Each record should be set down again so that it matches the original exactly.

[Exercise materials — start]

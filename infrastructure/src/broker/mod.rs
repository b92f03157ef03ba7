//! Message broker implementations

pub mod channel;

pub use channel::ChannelBroker;
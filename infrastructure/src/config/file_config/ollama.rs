//! Ollama backend configuration from TOML (`[ollama]` section)
//!
//! Example configuration:
//!
//! ```toml
//! [ollama]
//! base_url = "http://localhost:11434"
//! timeout_secs = 600
//! ```

use std::time::Duration;

use serde::{Deserialize, Serialize};

use crate::ollama::{DEFAULT_BASE_URL, DEFAULT_TIMEOUT_SECS};

/// Ollama connection settings
#[derive(Debug, Clone, PartialEq, Serialize, Deserialize)]
#[serde(default)]
pub struct FileOllamaConfig {
    /// Server address, scheme + host + port
    pub base_url: String,
    /// Per-request timeout in seconds
    pub timeout_secs: u64,
}

impl Default for FileOllamaConfig {
    fn default() -> Self {
        Self {
            base_url: DEFAULT_BASE_URL.to_string(),
            timeout_secs: DEFAULT_TIMEOUT_SECS,
        }
    }
}

impl FileOllamaConfig {
    pub fn timeout(&self) -> Duration {
        Duration::from_secs(self.timeout_secs)
    }
}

[Exercise materials — finish]

Solution |
filename infrastructure/src/broker/mod.rs
repository b92f03157ef03ba7
//! Message broker implementations

pub mod channel;

pub use channel::ChannelBroker;
filename infrastructure/src/config/file_config/ollama.rs
//! Ollama backend configuration from TOML (`[ollama]` section)
//!
//! Example configuration:
//!
//! ```toml
//! [ollama]
//! base_url = "http://localhost:11434"
//! timeout_secs = 600
//! ```

use std::time::Duration;

use serde::{Deserialize, Serialize};

use crate::ollama::{DEFAULT_BASE_URL, DEFAULT_TIMEOUT_SECS};

/// Ollama connection settings
#[derive(Debug, Clone, PartialEq, Serialize, Deserialize)]
#[serde(default)]
pub struct FileOllamaConfig {
    /// Server address, scheme + host + port
    pub base_url: String,
    /// Per-request timeout in seconds
    pub timeout_secs: u64,
}

impl Default for FileOllamaConfig {
    fn default() -> Self {
        Self {
            base_url: DEFAULT_BASE_URL.to_string(),
            timeout_secs: DEFAULT_TIMEOUT_SECS,
        }
    }
}

impl FileOllamaConfig {
    pub fn timeout(&self) -> Duration {
        Duration::from_secs(self.timeout_secs)
    }
}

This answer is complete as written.